The role of the Eph/ephrin system is well recognized in various physiological and pathological processes, including acute inflammation and cancer. We previously discovered that the secondary bile acid lithocholic acid (LCA) is a competitive antagonist of Eph receptors. The utility of LCA as a pharmacological tool for investigating Eph/ephrin biology was hampered by its primary activity at the FXR and TGR5 receptors. A recent study of centenarians’ gut microbiomes revealed that a rare bile acid closely related to LCA, isoallolithocholic acid (IALCA), exerts marked protective effects on the intestinal epithelium, but its specific molecular target was unidentified. Considering the well-documented involvement of EphA2 in regulating intestinal epithelial/endothelial permeability, we asked whether IALCA could act through this receptor. Molecular docking and dynamics simulations predicted that IALCA binds within the ephrin-A1–binding pocket of EphA2. Our findings were validated through wet experiments, and IALCA emerged as a selective EphA2 inhibitor, blocking ephrin-A1 binding with low-micromolar potency.

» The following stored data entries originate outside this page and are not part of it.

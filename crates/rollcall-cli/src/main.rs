mod capture;
mod config;
mod kiosk;
mod render;

use anyhow::{Context, Result};
use capture::Source;
use clap::{Args, Parser, Subcommand};
use config::Config;
use render::{render, TerminalHaptics};
use rollcall_client::{AttendanceClient, Backend, RecognitionClient};
use rollcall_core::{CapturedImage, DisplayState, Haptics, NoHaptics, Orchestrator};
use rollcall_hw::Camera;
use std::path::PathBuf;
use std::process::ExitCode;
use std::sync::Arc;

#[derive(Parser)]
#[command(name = "rollcall", about = "Face recognition attendance client")]
struct Cli {
    /// Path to a TOML config file (default: $ROLLCALL_CONFIG)
    #[arg(short, long, global = true)]
    config: Option<PathBuf>,

    #[command(subcommand)]
    command: Commands,
}

#[derive(Args)]
struct ImageSource {
    /// Use a still image from disk instead of the camera
    #[arg(long, conflicts_with = "device")]
    image: Option<PathBuf>,
    /// Camera device to capture from (repeatable; overrides config)
    #[arg(long)]
    device: Vec<String>,
}

#[derive(Subcommand)]
enum Commands {
    /// Run the interactive attendance kiosk
    Kiosk {
        #[command(flatten)]
        source: ImageSource,
    },
    /// Run a single attendance attempt and exit
    Mark {
        #[command(flatten)]
        source: ImageSource,
        /// Do not ring the terminal bell on check-in
        #[arg(short, long)]
        quiet: bool,
    },
    /// Enroll a student's face
    Enroll {
        /// Student identifier
        #[arg(long)]
        id: String,
        /// Student display name
        #[arg(long)]
        name: String,
        #[command(flatten)]
        source: ImageSource,
    },
    /// List faces enrolled in the backend collection
    Faces,
    /// Create the backend face collection
    InitCollection,
    /// Check that the recognition endpoint is reachable
    Ping,
    /// List video capture devices
    Devices,
}

#[tokio::main(flavor = "current_thread")]
async fn main() -> Result<ExitCode> {
    tracing_subscriber::fmt()
        .with_env_filter(
            tracing_subscriber::EnvFilter::try_from_default_env()
                .unwrap_or_else(|_| tracing_subscriber::EnvFilter::new("rollcall=info,warn")),
        )
        .with_writer(std::io::stderr)
        .init();

    let cli = Cli::parse();

    if let Commands::Devices = cli.command {
        list_devices();
        return Ok(ExitCode::SUCCESS);
    }

    let config = Config::load(cli.config.as_deref()).context("failed to load configuration")?;
    let backend = Backend::new(
        &config.endpoints(),
        &config.client_options(),
        config.retry_policy(),
        config.institute(),
    )
    .context("failed to build HTTP client")?;

    match cli.command {
        Commands::Kiosk { source } => {
            let mut source = open_source(source, &config)?;
            let mut orch = orchestrator(backend, &config, TerminalHaptics);
            let input = tokio::io::BufReader::new(tokio::io::stdin());
            kiosk::run(&mut orch, &mut source, input).await?;
            Ok(ExitCode::SUCCESS)
        }
        Commands::Mark { source, quiet } => {
            let source = open_source(source, &config)?;
            let image = source.capture().await?;
            Ok(if quiet {
                mark_once(orchestrator(backend, &config, NoHaptics), image).await
            } else {
                mark_once(orchestrator(backend, &config, TerminalHaptics), image).await
            })
        }
        Commands::Enroll { id, name, source } => {
            let source = open_source(source, &config)?;
            let image = source.capture().await?;
            let opts = config.attempt_policy().transcode;
            let encoded = tokio::task::spawn_blocking(move || {
                rollcall_core::transcode::transcode(&image, &opts)
            })
            .await
            .context("transcode task failed")?
            .context("failed to process image")?;

            let outcome = backend.enrollment.enroll(&encoded, &id, &name).await;
            println!("{}", outcome.message);
            if let Some(face_id) = &outcome.face_id {
                println!("face id: {face_id}");
            }
            Ok(if outcome.success {
                ExitCode::SUCCESS
            } else {
                ExitCode::FAILURE
            })
        }
        Commands::Faces => {
            let list = backend.admin.list_faces().await.context("failed to list faces")?;
            if list.faces.is_empty() {
                println!("No faces enrolled");
            } else {
                println!("{:<16} {:<40} {:>8}", "STUDENT", "FACE ID", "CONF");
                for face in &list.faces {
                    println!(
                        "{:<16} {:<40} {:>7.1}%",
                        face.student_id.as_deref().unwrap_or("-"),
                        face.face_id,
                        face.confidence
                    );
                }
            }
            println!("{} face(s) in collection {:?}", list.total_faces, list.collection_id);
            Ok(ExitCode::SUCCESS)
        }
        Commands::InitCollection => {
            let status = backend
                .admin
                .create_collection()
                .await
                .context("failed to create collection")?;
            println!("{}", status.message);
            Ok(if status.success {
                ExitCode::SUCCESS
            } else {
                ExitCode::FAILURE
            })
        }
        Commands::Ping => {
            if backend.admin.ping().await {
                println!("recognition endpoint reachable");
                Ok(ExitCode::SUCCESS)
            } else {
                println!("recognition endpoint unreachable");
                Ok(ExitCode::FAILURE)
            }
        }
        Commands::Devices => Ok(ExitCode::SUCCESS),
    }
}

fn orchestrator<H: Haptics>(
    backend: Backend,
    config: &Config,
    haptics: H,
) -> Orchestrator<RecognitionClient, AttendanceClient, H> {
    let Backend {
        recognition,
        attendance,
        ..
    } = backend;
    Orchestrator::new(
        Arc::new(recognition),
        Arc::new(attendance),
        haptics,
        config.attempt_policy(),
    )
}

async fn mark_once<H: Haptics>(
    mut orch: Orchestrator<RecognitionClient, AttendanceClient, H>,
    image: CapturedImage,
) -> ExitCode {
    let state = orch.run(image).await;
    println!("{}", render(state));
    match state {
        DisplayState::Success { .. } | DisplayState::AlreadyMarked { .. } => ExitCode::SUCCESS,
        _ => ExitCode::FAILURE,
    }
}

fn open_source(source: ImageSource, config: &Config) -> Result<Source> {
    if let Some(path) = source.image {
        return Ok(Source::File(path));
    }
    let devices = if source.device.is_empty() {
        config.camera_devices.clone()
    } else {
        source.device
    };
    Source::camera(devices, config.capture_attempts)
}

fn list_devices() {
    let devices = Camera::list_devices();
    if devices.is_empty() {
        println!("No video capture devices found");
        return;
    }
    for dev in devices {
        println!("{}  {} ({}, {})", dev.path, dev.name, dev.driver, dev.bus);
    }
}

In functional studies, IALCA inhibited ephrin-A1–induced EphA2 phosphorylation, cell retraction, and rounding, confirming its antagonistic activity. Moreover, IALCA showed no detectable activity at the classical bile-acid receptors FXR, PXR, LXRα, or TGR5, thereby potentially linking its cellular and phenotypic effects to modulation of the Eph–ephrin system. As a final step, we demonstrated that IALCA also provides an attractive template for synthesizing new Eph antagonists. Overall, this work underscores the potential of the human gut microbiome as a reservoir of privileged chemical scaffolds for both fundamental pharmacology and therapeutic drug development.